**Given records**:
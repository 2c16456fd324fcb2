use std::io::{self, BufReader};

use clap::{Parser, Subcommand};

use bits_core::repo::Repository;
use bits_core::{scan, BitsError};

#[derive(Parser)]
#[command(
    name = "git-bits",
    version,
    about = "Content-addressed, deduplicated, encrypted large-file storage for git",
    after_help = "\
Configure as a filter to keep large files out of the object database:
  git config filter.bits.clean  'git bits split'
  git config filter.bits.smudge 'git bits fetch | git bits combine'
  git config filter.bits.required true

Configuration keys (git config, bits.* prefix):
  bits.deduplication-scope      chunking polynomial; repos sharing it dedupe together
  bits.aws-s3-bucket-name       S3 bucket for remote chunks
  bits.aws-s3-bucket-domain     S3 endpoint domain
  bits.aws-s3-bucket-region     S3 region
  bits.aws-access-key-id        bucket access key (or AWS_ACCESS_KEY_ID)
  bits.aws-secret-access-key    bucket secret key (or AWS_SECRET_ACCESS_KEY)
  bits.remote-path              directory remote, an alternative to a bucket"
)]
struct Cli {
    /// Verbosity level (-v, -vv, -vvv)
    #[arg(short, long, action = clap::ArgAction::Count, global = true)]
    verbose: u8,

    #[command(subcommand)]
    command: Commands,
}

#[derive(Subcommand)]
enum Commands {
    /// Split plaintext on stdin into local chunks; write the manifest to stdout
    Split,

    /// Combine the manifest on stdin back into plaintext on stdout
    Combine,

    /// Fetch chunks missing locally for the manifest on stdin; echo the manifest
    Fetch,

    /// Upload chunks named on stdin and publish the remote-known index
    Push {
        /// Git remote holding the shared index branch
        #[arg(default_value = "origin")]
        remote: String,
    },

    /// List distinct manifest keys reachable from RIGHT but not LEFT
    Scan {
        /// Revision whose history is scanned (reads pre-push hook lines
        /// from stdin when omitted)
        right: Option<String>,

        /// Revision excluded from the scan
        left: Option<String>,
    },

    /// Reconstitute every manifest file of a revision in the working tree
    Pull {
        /// Revision to reconstitute
        #[arg(default_value = "HEAD")]
        rev: String,
    },
}

fn main() {
    let cli = Cli::parse();

    // stdout is the data stream of a filter; all diagnostics go to stderr.
    let filter = match cli.verbose {
        0 => "warn",
        1 => "info",
        2 => "debug",
        _ => "trace",
    };
    tracing_subscriber::fmt()
        .with_env_filter(filter)
        .with_target(false)
        .with_writer(io::stderr)
        .init();

    if let Err(e) = run(cli.command) {
        eprintln!("git-bits: {e}");
        std::process::exit(exit_code(&e));
    }
}

fn run(command: Commands) -> Result<(), BitsError> {
    let cwd = std::env::current_dir()?;
    let mut repo = Repository::open(&cwd)?;
    tracing::debug!(root = %repo.root_dir().display(), "repository opened");

    let stdin = io::stdin();
    let stdout = io::stdout();

    match command {
        Commands::Split => repo.split(stdin.lock(), stdout.lock()),
        Commands::Combine => repo.combine(stdin.lock(), stdout.lock()),
        Commands::Fetch => repo.fetch(stdin.lock(), stdout.lock()),
        Commands::Push { remote } => repo.push(stdin.lock(), &remote),
        Commands::Scan { right, left } => match right {
            Some(right) => scan::scan(repo.git(), left.as_deref(), &right, &mut stdout.lock()),
            None => scan::scan_each(repo.git(), BufReader::new(stdin.lock()), &mut stdout.lock()),
        },
        Commands::Pull { rev } => repo.pull(&rev, &mut stdout.lock()),
    }
}

/// 0 success, 1 configuration error, 2 not a repository, 3 operation
/// failure.
fn exit_code(e: &BitsError) -> i32 {
    match e {
        BitsError::Config(_) => 1,
        BitsError::RepoNotFound(_) => 2,
        _ => 3,
    }
}
//! Convergent chunk encryption.
//!
//! Each chunk is encrypted with AES-256-OFB keyed by its own key (the
//! SHA-256 of its plaintext) and an all-zero IV. The zero IV is sound only
//! because the key is unique per plaintext; identical plaintexts therefore
//! produce identical ciphertexts, which is what makes the store
//! deduplicable. There is no authentication tag: corrupted ciphertext
//! decrypts to silent garbage.

use std::io::{Read, Write};

use ofb::cipher::{KeyIvInit, StreamCipher};

use bits_types::ChunkKey;

use crate::error::Result;

type Aes256Ofb = ofb::Ofb<aes::Aes256>;

const ZERO_IV: [u8; 16] = [0u8; 16];

/// Copy buffer for the streaming decrypt path.
const COPY_BUFFER_SIZE: usize = 64 * 1024;

fn keystream(key: &ChunkKey) -> Aes256Ofb {
    Aes256Ofb::new(&key.0.into(), &ZERO_IV.into())
}

/// Encrypt or decrypt `buf` in place. OFB is a pure keystream XOR, so the
/// two directions are the same operation.
pub fn apply_in_place(key: &ChunkKey, buf: &mut [u8]) {
    keystream(key).apply_keystream(buf);
}

/// Decrypt a ciphertext stream into `w`, returning the byte count.
pub fn decrypt_copy<R: Read, W: Write>(key: &ChunkKey, mut r: R, mut w: W) -> Result<u64> {
    let mut cipher = keystream(key);
    let mut buf = vec![0u8; COPY_BUFFER_SIZE];
    let mut total = 0u64;
    loop {
        let n = match r.read(&mut buf) {
            Ok(0) => return Ok(total),
            Ok(n) => n,
            Err(e) if e.kind() == std::io::ErrorKind::Interrupted => continue,
            Err(e) => return Err(e.into()),
        };
        cipher.apply_keystream(&mut buf[..n]);
        w.write_all(&buf[..n])?;
        total += n as u64;
    }
}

**To do**:
Report the lines above that have the word "from" in them.

**Problem solution**:
    /// List distinct manifest keys reachable from RIGHT but not LEFT
        /// from stdin when omitted)
        /// Revision excluded from the scan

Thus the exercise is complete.